Reflexionó: ¿Habían pasado realmente solo diez meses desde que murieran Walter Talbot y los otros, y «Gran Lil» sufrió los daños que causaron el apagón del verano pasado? Habían pasado tantas cosas desde entonces, que la distancia en el tiempo parecía mucho mayor.

Hoy, Nim notaba una diferencia. Era la actitud de la gente de los medios de comunicación, en comparación con la de diez meses atrás.

Hoy parecía haber una nueva conciencia de los problemas con que se enfrentaba la «CGS» y una simpatía antes ausente.

—Señor Goldman —preguntó el periodista del Oakland Tribune—, si les dan luz verde para construir las plantas que necesitan, ¿cuánto tiempo les llevará ponerse al día?

—Diez años —contestó Nim—. Con un programa de emergencia, quizás ocho. Pero necesitamos muchos permisos y licencias antes de siquiera empezar. Por ahora, no hay signos de ellos.

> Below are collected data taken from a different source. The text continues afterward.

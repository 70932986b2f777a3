use std::env;
use std::path::PathBuf;

fn main() {
    let crate_dir = env::var("CARGO_MANIFEST_DIR").unwrap();
    let output_file = PathBuf::from(&crate_dir)
        .join("../../SnowGridFFI.h")
        .display()
        .to_string();

    // Generate C bindings using cbindgen
    cbindgen::Builder::new()
        .with_crate(crate_dir)
        .with_language(cbindgen::Language::C)
        .with_include_guard("SNOWGRID_FFI_H")
        .with_documentation(true)
        .with_pragma_once(false)
        .generate()
        .expect("Unable to generate C bindings")
        .write_to_file(output_file);

    println!("cargo:rerun-if-changed=src");
}
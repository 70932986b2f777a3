//! C ABI for the snowgrid core library
//!
//! A host (typically a gridded model driver written in C or wrapped from
//! Python) owns the column records and forcing arrays. Each call to
//! [`snowgrid_run_step`] advances the active columns by one data interval
//! using a kernel callback the host supplies.
//!
//! All functions return a [`SnowGridErrorCode`]; on failure the message is
//! available from [`snowgrid_get_last_error`] on the same thread.

mod column;
mod error;
mod helpers;
mod kernel;
mod records;
mod step;

pub use column::{
    snowgrid_initialize_layers, snowgrid_schedule_from_minutes, snowgrid_site_pressure,
};
pub use error::{snowgrid_get_last_error, snowgrid_get_last_error_code, SnowGridErrorCode};
pub use kernel::{SnowKernelFn, SnowKernelStep};
pub use records::{
    SnowColumnRecord, SnowForcingArrays, SnowForcingSample, SnowPrecipArrays, SnowPrecipSample,
    SnowSiteParams, SnowTimestepRecord,
};
pub use step::snowgrid_run_step;
use crate::error::{DefaultSnowGridError, SnowGridErrorCode};
use crate::helpers::{handle_ffi_result_error, ref_from_ptr, slice_from_mut_ptr, slice_from_ptr};
use crate::kernel::{FfiKernel, SnowKernelFn};
use crate::records::{
    gather_forcing, gather_precip, schedule_from_records, SnowColumnRecord, SnowForcingArrays,
    SnowPrecipArrays, SnowSiteParams, SnowTimestepRecord,
};
use snowgrid_core::{ColumnState, GridDriver, SiteParameters};
use std::ffi::c_void;
use tracing::debug;

/// Advance every active column by one data interval.
///
/// Columns whose `active` flag is zero are neither read nor written. Every
/// other column is handed to `kernel` on one of `nthreads` workers; columns
/// that fail are left exactly as they were and every other active column
/// gets the kernel's output with `current_time` advanced by the data step.
///
/// # Parameters
/// - `n`: number of columns and length of every per-column array
/// - `nthreads`: worker count; 0 or 1 runs on the calling thread
/// - `tstep_info`: four timestep records, data level first
/// - `columns`: `n` column records, updated in place
/// - `input1`, `input2`: forcing at the start and end of the interval
/// - `precip`: precipitation for the interval
/// - `params`: site parameters
/// - `kernel`, `user_data`: single-column callback and its context
/// - `out_failed`: optional, receives `n` bytes, 1 for each failed column
/// - `out_failed_count`: optional, receives the number of failed columns
///
/// # Returns
/// - `Ok` when every active column succeeded
/// - `ColumnFailures` when the pass ran but some columns failed
/// - Any other code when the pass was rejected before touching a column
///
/// # Safety
/// - Every non-optional pointer must be non-null and valid for `n` elements
///   (four for `tstep_info`); `out_failed` when non-null must hold `n` bytes.
/// - `kernel` must be safe to call concurrently from several threads with
///   distinct column records and the same `user_data`.
/// - No other thread may access `columns` during the call.
#[no_mangle]
#[allow(clippy::too_many_arguments)]
pub unsafe extern "C" fn snowgrid_run_step(
    n: usize,
    nthreads: usize,
    tstep_info: *const SnowTimestepRecord,
    columns: *mut SnowColumnRecord,
    input1: *const SnowForcingArrays,
    input2: *const SnowForcingArrays,
    precip: *const SnowPrecipArrays,
    params: *const SnowSiteParams,
    kernel: SnowKernelFn,
    user_data: *mut c_void,
    out_failed: *mut u8,
    out_failed_count: *mut usize,
) -> SnowGridErrorCode {
    handle_ffi_result_error(|| {
        let Some(func) = kernel else {
            return Err(DefaultSnowGridError::null_pointer("kernel"));
        };
        let tstep_info = unsafe { slice_from_ptr(tstep_info, 4, "tstep_info") }?;
        let records = unsafe { slice_from_mut_ptr(columns, n, "columns") }?;
        let input1 = unsafe { ref_from_ptr(input1, "input1") }?;
        let input2 = unsafe { ref_from_ptr(input2, "input2") }?;
        let precip = unsafe { ref_from_ptr(precip, "precip") }?;
        let params = SiteParameters::from(unsafe { ref_from_ptr(params, "params") }?);

        let schedule = schedule_from_records(tstep_info)?;
        let forcing_start = unsafe { gather_forcing(input1, n, "input1") }?;
        let forcing_end = unsafe { gather_forcing(input2, n, "input2") }?;
        let precip = unsafe { gather_precip(precip, n) }?;

        // Inactive records are never read past their flag
        let mut states: Vec<ColumnState> = records
            .iter()
            .map(|record| {
                if record.is_active() {
                    record.to_state()
                } else {
                    ColumnState {
                        mask: snowgrid_core::ColumnMask::Inactive,
                        ..Default::default()
                    }
                }
            })
            .collect();

        let driver = GridDriver::new(FfiKernel::new(func, user_data), nthreads)?;
        let result = driver.run_step(
            &mut states,
            &forcing_start,
            &forcing_end,
            &precip,
            &params,
            &schedule,
        )?;

        for outcome in result.outcomes().iter().filter(|o| o.is_success()) {
            records[outcome.index] = SnowColumnRecord::from_state(&states[outcome.index]);
        }

        if !out_failed.is_null() {
            let flags = unsafe { std::slice::from_raw_parts_mut(out_failed, n) };
            flags.fill(0);
            for (index, _) in result.failures() {
                flags[index] = 1;
            }
        }
        if let Some(count) = unsafe { out_failed_count.as_mut() } {
            *count = result.failure_count();
        }

        debug!(
            "snowgrid_run_step: {} columns, {} active, {} failed",
            n,
            result.active_count(),
            result.failure_count()
        );

        let first = result.failures().next();
        match first {
            None => Ok(()),
            Some((index, error)) => Err(DefaultSnowGridError::column_failures(
                result.failure_count(),
                result.active_count(),
                &format!("column {index}: {error}"),
            )),
        }
    })
}
//! Digest HTTP client: one logical request per call, with 401
//! challenge/response negotiation and bounded retry handled internally.
//!
//! The caller threads a `&mut ChallengeContext` through every call for a
//! given device; the context is the only negotiation state and it must
//! never be shared between devices.

use crate::auth::{self, ChallengeContext, DeviceCredentials};
use reqwest::header::{HeaderMap, AUTHORIZATION, CONTENT_TYPE, WWW_AUTHENTICATE};
use reqwest::{Method, StatusCode};
use serde::de::DeserializeOwned;
use serde::Serialize;
use serde_json::Value;
use std::fmt;
use tracing::{debug, warn};

/// Shared attempt budget for one logical request: 401 renegotiations and
/// transient transport retries both consume from it.
pub const DEFAULT_MAX_ATTEMPTS: u32 = 8;

// ---------------------------------------------------------------------------
// Error type
// ---------------------------------------------------------------------------

/// Errors surfaced by [`DigestClient`].
#[derive(Debug)]
pub enum DigestError {
    /// The client itself could not be constructed or a body could not be
    /// encoded.
    Config(String),
    /// Network or transport failure that survived the retry budget.
    Transport(String),
    /// The server answered with a fatal (non-2xx, non-401) status.
    Http { status: u16 },
    /// A response body could not be decoded as requested.
    Decode(String),
    /// The attempt budget was exhausted by 401 renegotiation cycles. This
    /// is distinct from [`DigestError::Http`] so operators can tell
    /// authentication-negotiation failures from downstream failures.
    RetriesExhausted { attempts: u32 },
}

impl fmt::Display for DigestError {
    fn fmt(&self, f: &mut fmt::Formatter<'_>) -> fmt::Result {
        match self {
            DigestError::Config(msg) => write!(f, "digest client config error: {msg}"),
            DigestError::Transport(msg) => write!(f, "transport error: {msg}"),
            DigestError::Http { status } => write!(f, "request failed with status {status}"),
            DigestError::Decode(msg) => write!(f, "decode error: {msg}"),
            DigestError::RetriesExhausted { attempts } => {
                write!(f, "digest negotiation exhausted after {attempts} attempts")
            }
        }
    }
}

impl std::error::Error for DigestError {}

// ---------------------------------------------------------------------------
// Response
// ---------------------------------------------------------------------------

/// A successful (2xx) response: status, headers and the raw body, with
/// typed accessors for the decodings callers actually use.
#[derive(Debug)]
pub struct DigestResponse {
    status: u16,
    headers: HeaderMap,
    body: Vec<u8>,
}

impl DigestResponse {
    pub fn status(&self) -> u16 {
        self.status
    }

    pub fn headers(&self) -> &HeaderMap {
        &self.headers
    }

    pub fn bytes(&self) -> &[u8] {
        &self.body
    }

    pub fn into_bytes(self) -> Vec<u8> {
        self.body
    }

    pub fn text(&self) -> Result<String, DigestError> {
        String::from_utf8(self.body.clone())
            .map_err(|e| DigestError::Decode(format!("response body is not utf-8: {e}")))
    }

    pub fn json<T: DeserializeOwned>(&self) -> Result<T, DigestError> {
        serde_json::from_slice(&self.body)
            .map_err(|e| DigestError::Decode(format!("response body is not valid json: {e}")))
    }
}

/// Outcome of a single attempt inside the retry loop.
enum AttemptOutcome {
    Success(DigestResponse),
    /// 401; the challenge header value when the server sent one.
    Unauthorized(Option<String>),
    /// Transport-level failure treated as transient.
    Transient(String),
    /// Fatal non-2xx status; not retryable.
    Fatal(u16),
}

// ---------------------------------------------------------------------------
// Client
// ---------------------------------------------------------------------------

/// HTTP client for one digest-authenticated device endpoint.
///
/// The client itself is stateless between calls; all negotiation state
/// lives in the [`ChallengeContext`] the caller passes in.
#[derive(Debug, Clone)]
pub struct DigestClient {
    http: reqwest::Client,
    base_url: String,
    credentials: DeviceCredentials,
}

impl DigestClient {
    /// Build a client for a device base URL. Devices commonly sit on the
    /// LAN behind self-signed certificates, so TLS verification is off for
    /// this transport.
    pub fn new(
        base_url: impl Into<String>,
        credentials: DeviceCredentials,
    ) -> Result<Self, DigestError> {
        let http = reqwest::Client::builder()
            .danger_accept_invalid_certs(true)
            .build()
            .map_err(|e| DigestError::Config(format!("failed to build http client: {e}")))?;
        Ok(Self::with_http_client(base_url, credentials, http))
    }

    /// Build with a pre-built `reqwest::Client` (tests).
    pub fn with_http_client(
        base_url: impl Into<String>,
        credentials: DeviceCredentials,
        http: reqwest::Client,
    ) -> Self {
        let base_url = base_url.into().trim_end_matches('/').to_string();
        Self {
            http,
            base_url,
            credentials,
        }
    }

    pub fn base_url(&self) -> &str {
        &self.base_url
    }

    /// GET with the default attempt budget.
    pub async fn get(
        &self,
        context: &mut ChallengeContext,
        path: &str,
    ) -> Result<DigestResponse, DigestError> {
        self.perform(context, Method::GET, path, None, &[], DEFAULT_MAX_ATTEMPTS)
            .await
    }

    /// POST a JSON body with the default attempt budget.
    pub async fn post_json<B: Serialize>(
        &self,
        context: &mut ChallengeContext,
        path: &str,
        body: &B,
    ) -> Result<DigestResponse, DigestError> {
        let body = serde_json::to_value(body)
            .map_err(|e| DigestError::Config(format!("request body encode failed: {e}")))?;
        self.perform(
            context,
            Method::POST,
            path,
            Some(&body),
            &[],
            DEFAULT_MAX_ATTEMPTS,
        )
        .await
    }

    /// Perform one logical request, negotiating digest challenges and
    /// retrying transient transport failures inside a shared attempt
    /// budget.
    ///
    /// Per attempt:
    /// 1. generate the auth header from the current context; a non-empty
    ///    header consumes the nonce count immediately, even if the request
    ///    later fails in flight;
    /// 2. 2xx returns; 401 refreshes (or blanks) the challenge state and
    ///    retries; any other status is fatal; transport failures retry with
    ///    the context untouched.
    pub async fn perform(
        &self,
        context: &mut ChallengeContext,
        method: Method,
        path: &str,
        body: Option<&Value>,
        extra_headers: &[(&str, &str)],
        max_attempts: u32,
    ) -> Result<DigestResponse, DigestError> {
        let mut attempt: u32 = 0;

        while attempt < max_attempts {
            let auth_header =
                auth::generate_header(&self.credentials, context, method.as_str(), path, context.nonce_count);
            if !auth_header.is_empty() {
                context.nonce_count += 1;
            }

            match self
                .attempt_once(&method, path, body, extra_headers, &auth_header)
                .await
            {
                AttemptOutcome::Success(response) => {
                    if attempt > 0 {
                        debug!(path, attempts = attempt + 1, "request succeeded after retries");
                    }
                    return Ok(response);
                }
                AttemptOutcome::Unauthorized(challenge) => {
                    match challenge {
                        Some(header) => {
                            context.apply_challenge(&auth::parse_challenge(&header));
                        }
                        None => {
                            // The server refused us without telling us how to
                            // authenticate. Blank the context so the next
                            // attempt probes unauthenticated and re-elicits a
                            // challenge.
                            warn!(
                                base_url = %self.base_url,
                                path,
                                "401 without WWW-Authenticate; resetting challenge state"
                            );
                            context.reset();
                        }
                    }
                    attempt += 1;
                }
                AttemptOutcome::Transient(msg) => {
                    if attempt + 1 >= max_attempts {
                        return Err(DigestError::Transport(msg));
                    }
                    debug!(path, attempt = attempt + 1, error = %msg, "transient transport failure, retrying");
                    attempt += 1;
                }
                AttemptOutcome::Fatal(status) => {
                    return Err(DigestError::Http { status });
                }
            }
        }

        Err(DigestError::RetriesExhausted {
            attempts: max_attempts,
        })
    }

    async fn attempt_once(
        &self,
        method: &Method,
        path: &str,
        body: Option<&Value>,
        extra_headers: &[(&str, &str)],
        auth_header: &str,
    ) -> AttemptOutcome {
        let url = format!("{}{}", self.base_url, path);
        let mut request = self.http.request(method.clone(), &url);

        let mut has_content_type = false;
        for (name, value) in extra_headers {
            if name.eq_ignore_ascii_case("content-type") {
                has_content_type = true;
            }
            request = request.header(*name, *value);
        }
        if !auth_header.is_empty() {
            request = request.header(AUTHORIZATION, auth_header);
        }
        if let Some(body) = body {
            if !has_content_type {
                request = request.header(CONTENT_TYPE, "application/json");
            }
            request = request.body(body.to_string());
        }

        let response = match request.send().await {
            Ok(response) => response,
            Err(e) => return AttemptOutcome::Transient(e.to_string()),
        };

        let status = response.status();
        if status.is_success() {
            let headers = response.headers().clone();
            return match response.bytes().await {
                Ok(bytes) => AttemptOutcome::Success(DigestResponse {
                    status: status.as_u16(),
                    headers,
                    body: bytes.to_vec(),
                }),
                Err(e) => AttemptOutcome::Transient(e.to_string()),
            };
        }

        if status == StatusCode::UNAUTHORIZED {
            let challenge = response
                .headers()
                .get(WWW_AUTHENTICATE)
                .and_then(|v| v.to_str().ok())
                .map(str::to_string);
            return AttemptOutcome::Unauthorized(challenge);
        }

        AttemptOutcome::Fatal(status.as_u16())
    }
}

// ---------------------------------------------------------------------------
// Tests (httpmock; no real devices)
// ---------------------------------------------------------------------------
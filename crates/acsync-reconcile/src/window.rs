//! Date-window resolution for one reconciliation run.

use acsync_device::EventWindow;
use anyhow::{bail, Context, Result};
use chrono::{Duration, NaiveDate};

const DATE_FORMAT: &str = "%Y-%m-%d";

fn parse_date(raw: &str, what: &str) -> Result<NaiveDate> {
    NaiveDate::parse_from_str(raw, DATE_FORMAT)
        .with_context(|| format!("{what} '{raw}' is not a YYYY-MM-DD date"))
}

/// Resolve the reconciliation window from the CLI period arguments.
///
/// - an end date without a start date is a configuration error;
/// - a start date after the end date is a configuration error;
/// - a start date alone means a single-day window;
/// - neither means the trailing `last_days` window ending today.
///
/// All validation happens here, before any network call is made.
pub fn resolve_window(
    period_start: Option<&str>,
    period_end: Option<&str>,
    today: NaiveDate,
    last_days: i64,
    tz_offset: impl Into<String>,
) -> Result<EventWindow> {
    if period_end.is_some() && period_start.is_none() {
        bail!("--period-end requires --period-start");
    }

    let start = match period_start {
        Some(raw) => parse_date(raw, "--period-start")?,
        None => today - Duration::days(last_days),
    };
    let end = match period_end {
        Some(raw) => parse_date(raw, "--period-end")?,
        None => match period_start {
            Some(_) => start,
            None => today,
        },
    };

    if start > end {
        bail!(
            "period start {} is after period end {}",
            start.format(DATE_FORMAT),
            end.format(DATE_FORMAT)
        );
    }

    Ok(EventWindow {
        start_date: start.format(DATE_FORMAT).to_string(),
        end_date: end.format(DATE_FORMAT).to_string(),
        tz_offset: tz_offset.into(),
    })
}

#[cfg(test)]
mod tests {
    use super::*;

    fn today() -> NaiveDate {
        NaiveDate::from_ymd_opt(2023, 11, 14).unwrap()
    }

    #[test]
    fn defaults_to_trailing_window_ending_today() {
        let w = resolve_window(None, None, today(), 3, "+07:00").unwrap();
        assert_eq!(w.start_date, "2023-11-11");
        assert_eq!(w.end_date, "2023-11-14");
        assert_eq!(w.tz_offset, "+07:00");
    }

    #[test]
    fn start_alone_is_a_single_day() {
        let w = resolve_window(Some("2023-11-01"), None, today(), 3, "+07:00").unwrap();
        assert_eq!(w.start_date, "2023-11-01");
        assert_eq!(w.end_date, "2023-11-01");
    }

    #[test]
    fn explicit_range_is_respected() {
        let w = resolve_window(
            Some("2023-11-01"),
            Some("2023-11-10"),
            today(),
            3,
            "+07:00",
        )
        .unwrap();
        assert_eq!(w.start_date, "2023-11-01");
        assert_eq!(w.end_date, "2023-11-10");
    }

    #[test]
    fn end_without_start_is_rejected() {
        let err = resolve_window(None, Some("2023-11-10"), today(), 3, "+07:00").unwrap_err();
        assert!(err.to_string().contains("requires --period-start"));
    }

    #[test]
    fn inverted_range_is_rejected() {
        let err = resolve_window(
            Some("2023-11-10"),
            Some("2023-11-01"),
            today(),
            3,
            "+07:00",
        )
        .unwrap_err();
        assert!(err.to_string().contains("after period end"));
    }

    #[test]
    fn malformed_dates_are_rejected() {
        assert!(resolve_window(Some("11/01/2023"), None, today(), 3, "+07:00").is_err());
        assert!(resolve_window(Some("2023-11-01"), Some("soon"), today(), 3, "+07:00").is_err());
    }
}
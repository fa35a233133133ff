//! acsync-attendance
//!
//! Attendance API client: OAuth bearer-token acquisition (cached),
//! paginated snapshot loading into a punch-key set, and multipart punch
//! submission.
//!
//! The snapshot set is built once per run before any device is processed
//! and is read-only afterwards; everything else here is stateless apart
//! from the token cache.

pub mod snapshot;
pub mod submit;
pub mod token;

pub use snapshot::{punch_key, AttendanceSnapshot};
pub use submit::{PunchPhoto, PunchRecord, PunchSink};
pub use token::{TokenConfig, TokenProvider};

use anyhow::{bail, Context, Result};
use serde::Deserialize;
use std::collections::HashMap;
use tracing::{debug, info, warn};

/// Attendance records per page; the query API caps at this.
const PER_PAGE: u64 = 100;

/// Client for the attendance records API.
///
/// Holds the token provider so every request picks up a fresh (or cached)
/// bearer token.
#[derive(Debug)]
pub struct AttendanceClient {
    http: reqwest::Client,
    /// Base of the range-query endpoint.
    query_base_url: String,
    /// Full URL of the submission endpoint.
    submit_url: String,
    token: TokenProvider,
}

// ---------------------------------------------------------------------------
// Wire DTOs
// ---------------------------------------------------------------------------

#[derive(Debug, Deserialize)]
struct RangeResponse {
    #[serde(default)]
    data: Vec<RangeRecord>,
    meta: RangeMeta,
}

#[derive(Debug, Deserialize)]
struct RangeRecord {
    /// Naive local timestamp, `YYYY-MM-DD HH:MM:SS`.
    checked_time_by_timezone: String,
    employee_id: String,
    /// IANA zone name the device reported for this record.
    #[serde(default)]
    timezone_device: Option<String>,
}

#[derive(Debug, Deserialize)]
struct RangeMeta {
    total: u64,
}

impl AttendanceClient {
    pub fn new(
        query_base_url: impl Into<String>,
        submit_url: impl Into<String>,
        token: TokenProvider,
    ) -> Self {
        Self {
            http: reqwest::Client::new(),
            query_base_url: query_base_url.into().trim_end_matches('/').to_string(),
            submit_url: submit_url.into(),
            token,
        }
    }

    /// Load the full attendance snapshot for an inclusive date range.
    ///
    /// Paginates until the reported total is covered; the total is re-read
    /// from every page since the authoritative value may settle only after
    /// the first page. Any page failure is fatal — there is no safe partial
    /// reconciliation against an incomplete snapshot.
    ///
    /// `local_offset` is the host-local `±HH:MM` offset, used for records
    /// whose device timezone is missing or unresolvable.
    pub async fn load_snapshot(
        &self,
        start_date: &str,
        end_date: &str,
        local_offset: &str,
    ) -> Result<AttendanceSnapshot> {
        let mut snapshot = AttendanceSnapshot::default();
        let mut offset_cache: HashMap<String, Option<String>> = HashMap::new();
        let mut page: u64 = 0;

        loop {
            page += 1;
            debug!(page, "fetching attendance page");
            let token = self.token.bearer_token().await?;
            let url = format!("{}/range/{}/{}", self.query_base_url, start_date, end_date);
            let response = self
                .http
                .get(&url)
                .query(&[("per_page", PER_PAGE.to_string()), ("page", page.to_string())])
                .bearer_auth(token)
                .send()
                .await
                .with_context(|| format!("attendance range request failed (page {page})"))?;

            if !response.status().is_success() {
                bail!(
                    "attendance range request returned status {} (page {page})",
                    response.status().as_u16()
                );
            }

            let body: RangeResponse = response
                .json()
                .await
                .with_context(|| format!("attendance range decode failed (page {page})"))?;

            for record in &body.data {
                let offset = record
                    .timezone_device
                    .as_deref()
                    .and_then(|zone| {
                        offset_cache
                            .entry(zone.to_string())
                            .or_insert_with(|| snapshot::zone_offset(zone))
                            .clone()
                    })
                    .unwrap_or_else(|| local_offset.to_string());

                match snapshot::normalize_timestamp(&record.checked_time_by_timezone, &offset) {
                    Some(ts) => {
                        snapshot.insert(punch_key(ts, &record.employee_id));
                    }
                    None => warn!(
                        time = %record.checked_time_by_timezone,
                        employee = %record.employee_id,
                        "skipping attendance record with unparseable time"
                    ),
                }
            }

            if page * PER_PAGE >= body.meta.total {
                break;
            }
        }

        info!(records = snapshot.len(), "attendance snapshot loaded");
        Ok(snapshot)
    }
}
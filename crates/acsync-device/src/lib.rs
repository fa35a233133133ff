//! acsync-device
//!
//! ISAPI access-control device client: device metadata, paginated
//! event-log search and picture retrieval, all over the digest transport
//! from `acsync-digest`.
//!
//! This crate owns the device-side boundary trait ([`DeviceGateway`]) and
//! its concrete implementation ([`client::DeviceClient`]); the
//! reconciliation driver is written against the trait so device behavior
//! can be simulated in tests without a network.

pub mod client;
pub mod info;
pub mod query;

pub use client::DeviceClient;

use anyhow::Result;
use serde::Deserialize;
use uuid::Uuid;

/// Date window for one reconciliation run, pre-formatted the way the
/// device API expects it: `YYYY-MM-DD` dates plus a `±HH:MM` UTC offset.
#[derive(Debug, Clone, PartialEq, Eq)]
pub struct EventWindow {
    pub start_date: String,
    pub end_date: String,
    pub tz_offset: String,
}

/// One access-control event as reported by a device.
///
/// Transient: produced per page and consumed immediately. Events without
/// an employee number are device noise (door held open, tamper alarms,
/// unrecognized faces) and are skipped by callers.
#[derive(Debug, Clone, Deserialize)]
pub struct DeviceEvent {
    /// Event timestamp as an ISO-like string, verbatim from the device.
    #[serde(default)]
    pub time: String,
    #[serde(default)]
    pub name: Option<String>,
    #[serde(rename = "employeeNoString", default)]
    pub employee_no: Option<String>,
    #[serde(rename = "pictureURL", default)]
    pub picture_url: Option<String>,
}

/// One page of an event search.
#[derive(Debug, Clone)]
pub struct EventPage {
    /// Total match count as reported by the device. May change between
    /// pages; callers must re-read it from every page.
    pub total_matches: u64,
    /// Events in this page. `None` (the device omitted the list entirely)
    /// terminates pagination even when `total_matches` claims more.
    pub events: Option<Vec<DeviceEvent>>,
}

/// Device-side boundary used by the reconciliation driver.
///
/// Methods take `&mut self` because every call mutates the device's digest
/// challenge state; the type system enforces that no two requests for one
/// device are ever in flight at once.
#[async_trait::async_trait]
pub trait DeviceGateway: Send {
    /// Device endpoint, for log labels.
    fn endpoint(&self) -> &str;

    /// Fetch the device's display name from its metadata endpoint.
    async fn device_name(&mut self) -> Result<String>;

    /// Fetch one page of the event search identified by `search_id`.
    async fn events_page(
        &mut self,
        search_id: &Uuid,
        page_size: u32,
        offset: u64,
        window: &EventWindow,
    ) -> Result<EventPage>;

    /// Fetch the raw image bytes behind a device-reported picture URL.
    async fn picture(&mut self, picture_url: &str) -> Result<Vec<u8>>;
}
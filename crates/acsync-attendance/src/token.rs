//! OAuth bearer-token acquisition with in-memory caching.

use anyhow::{bail, Context, Result};
use chrono::Utc;
use serde::{Deserialize, Serialize};
use tokio::sync::RwLock;

/// Token endpoint configuration.
#[derive(Clone)]
pub struct TokenConfig {
    pub grant_type: String,
    pub client_id: i64,
    pub client_secret: String,
    pub token_url: String,
    /// The cached token is refreshed this many seconds before its reported
    /// expiry so a token never goes stale mid-request.
    pub refresh_margin_secs: i64,
}

impl std::fmt::Debug for TokenConfig {
    fn fmt(&self, f: &mut std::fmt::Formatter<'_>) -> std::fmt::Result {
        f.debug_struct("TokenConfig")
            .field("grant_type", &self.grant_type)
            .field("client_id", &self.client_id)
            .field("client_secret", &"[REDACTED]")
            .field("token_url", &self.token_url)
            .field("refresh_margin_secs", &self.refresh_margin_secs)
            .finish()
    }
}

#[derive(Debug, Serialize)]
struct TokenRequest<'a> {
    grant_type: &'a str,
    client_id: i64,
    client_secret: &'a str,
}

#[derive(Debug, Deserialize)]
struct TokenResponse {
    access_token: String,
    expires_in: i64,
}

#[derive(Debug, Clone)]
struct CachedToken {
    access_token: String,
    /// Unix seconds.
    expires_at: i64,
}

/// Supplies bearer tokens, fetching a new one only when the cached token
/// is within the refresh margin of expiry. Token-endpoint failures are
/// fatal to the run and propagate to the caller.
#[derive(Debug)]
pub struct TokenProvider {
    inner: Inner,
}

#[derive(Debug)]
enum Inner {
    /// Client-credentials grant against a token endpoint.
    OAuth {
        config: TokenConfig,
        http: reqwest::Client,
        cached: RwLock<Option<CachedToken>>,
    },
    /// Fixed token (tests).
    Static(String),
}

impl TokenProvider {
    pub fn new(config: TokenConfig) -> Self {
        Self {
            inner: Inner::OAuth {
                config,
                http: reqwest::Client::new(),
                cached: RwLock::new(None),
            },
        }
    }

    pub fn with_static_token(token: impl Into<String>) -> Self {
        Self {
            inner: Inner::Static(token.into()),
        }
    }

    /// Current bearer token, from cache when still comfortably valid.
    pub async fn bearer_token(&self) -> Result<String> {
        let (config, http, cached) = match &self.inner {
            Inner::Static(token) => return Ok(token.clone()),
            Inner::OAuth {
                config,
                http,
                cached,
            } => (config, http, cached),
        };

        let now = Utc::now().timestamp();
        {
            let guard = cached.read().await;
            if let Some(token) = guard.as_ref() {
                if now < token.expires_at - config.refresh_margin_secs {
                    return Ok(token.access_token.clone());
                }
            }
        }

        let response = http
            .post(&config.token_url)
            .json(&TokenRequest {
                grant_type: &config.grant_type,
                client_id: config.client_id,
                client_secret: &config.client_secret,
            })
            .send()
            .await
            .context("token request failed")?;

        if !response.status().is_success() {
            bail!(
                "token endpoint returned status {}",
                response.status().as_u16()
            );
        }

        let body: TokenResponse = response
            .json()
            .await
            .context("token response decode failed")?;

        let token = CachedToken {
            access_token: body.access_token,
            expires_at: now + body.expires_in,
        };
        let access_token = token.access_token.clone();
        *cached.write().await = Some(token);
        Ok(access_token)
    }
}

Se había incorporado a una rueda de prensa en la galería de observación del Centro de Control de Energía, a petición de Teresa van Buren, poco después del paro de todos los generadores que quedaban, y del consecuente apagón. La primera sospecha que tuvo Nim de que algo andaba mal fue porque las luces de su oficina se apagaron y encendieron varias veces. Eso ocurrió porque ciertos circuitos especiales protegían las oficinas de la empresa e instalaciones vitales como el Centro de Control, de la pérdida de energía.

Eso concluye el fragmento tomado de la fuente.